TASK GOAL: What lines in the records include the string "four"? Return each one.

Collected data entries
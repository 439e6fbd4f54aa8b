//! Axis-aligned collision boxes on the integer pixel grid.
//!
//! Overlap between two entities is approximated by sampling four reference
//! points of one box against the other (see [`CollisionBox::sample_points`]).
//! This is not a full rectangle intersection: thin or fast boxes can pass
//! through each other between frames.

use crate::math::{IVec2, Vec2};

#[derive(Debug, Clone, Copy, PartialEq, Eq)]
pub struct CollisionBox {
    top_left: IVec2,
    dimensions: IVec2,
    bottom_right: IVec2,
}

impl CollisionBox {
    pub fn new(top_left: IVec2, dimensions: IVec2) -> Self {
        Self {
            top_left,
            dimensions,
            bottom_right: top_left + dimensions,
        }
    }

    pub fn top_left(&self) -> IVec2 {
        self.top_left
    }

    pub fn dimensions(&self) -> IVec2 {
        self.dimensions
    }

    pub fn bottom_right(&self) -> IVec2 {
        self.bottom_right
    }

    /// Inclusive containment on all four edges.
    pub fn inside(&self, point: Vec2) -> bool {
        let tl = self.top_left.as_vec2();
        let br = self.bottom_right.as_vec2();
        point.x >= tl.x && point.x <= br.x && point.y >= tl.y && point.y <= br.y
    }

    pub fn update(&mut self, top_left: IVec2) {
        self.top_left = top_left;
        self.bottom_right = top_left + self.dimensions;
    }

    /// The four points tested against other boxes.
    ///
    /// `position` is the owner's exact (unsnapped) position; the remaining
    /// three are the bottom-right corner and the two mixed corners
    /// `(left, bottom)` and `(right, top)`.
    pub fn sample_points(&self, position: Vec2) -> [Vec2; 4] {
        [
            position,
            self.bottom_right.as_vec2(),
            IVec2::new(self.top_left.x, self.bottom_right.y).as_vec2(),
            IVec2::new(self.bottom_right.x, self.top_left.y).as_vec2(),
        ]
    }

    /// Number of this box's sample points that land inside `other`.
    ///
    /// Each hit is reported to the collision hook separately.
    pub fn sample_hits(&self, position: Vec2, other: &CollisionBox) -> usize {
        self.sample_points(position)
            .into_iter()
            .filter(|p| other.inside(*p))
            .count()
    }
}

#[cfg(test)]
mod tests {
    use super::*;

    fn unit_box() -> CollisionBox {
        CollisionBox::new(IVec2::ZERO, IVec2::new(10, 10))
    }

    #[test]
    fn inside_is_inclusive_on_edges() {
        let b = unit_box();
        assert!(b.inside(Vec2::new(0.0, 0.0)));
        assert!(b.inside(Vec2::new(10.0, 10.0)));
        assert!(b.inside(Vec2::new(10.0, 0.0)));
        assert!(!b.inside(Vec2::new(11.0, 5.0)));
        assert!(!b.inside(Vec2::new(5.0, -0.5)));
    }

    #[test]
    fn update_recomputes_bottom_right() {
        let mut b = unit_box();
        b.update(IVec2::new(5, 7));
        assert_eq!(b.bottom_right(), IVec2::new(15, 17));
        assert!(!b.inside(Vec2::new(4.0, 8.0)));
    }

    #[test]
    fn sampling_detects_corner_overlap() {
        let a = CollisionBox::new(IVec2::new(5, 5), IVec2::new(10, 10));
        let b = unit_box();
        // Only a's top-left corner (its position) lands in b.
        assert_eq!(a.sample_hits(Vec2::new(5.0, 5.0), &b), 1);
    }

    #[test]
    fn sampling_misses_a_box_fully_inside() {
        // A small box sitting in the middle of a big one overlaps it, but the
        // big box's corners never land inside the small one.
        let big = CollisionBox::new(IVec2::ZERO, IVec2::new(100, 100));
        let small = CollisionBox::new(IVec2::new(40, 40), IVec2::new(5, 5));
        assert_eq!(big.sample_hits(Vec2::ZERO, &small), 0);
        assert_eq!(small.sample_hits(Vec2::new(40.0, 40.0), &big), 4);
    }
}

EXPECTED OUTPUT:
//! Overlap between two entities is approximated by sampling four reference
    /// Inclusive containment on all four edges.
    /// The four points tested against other boxes.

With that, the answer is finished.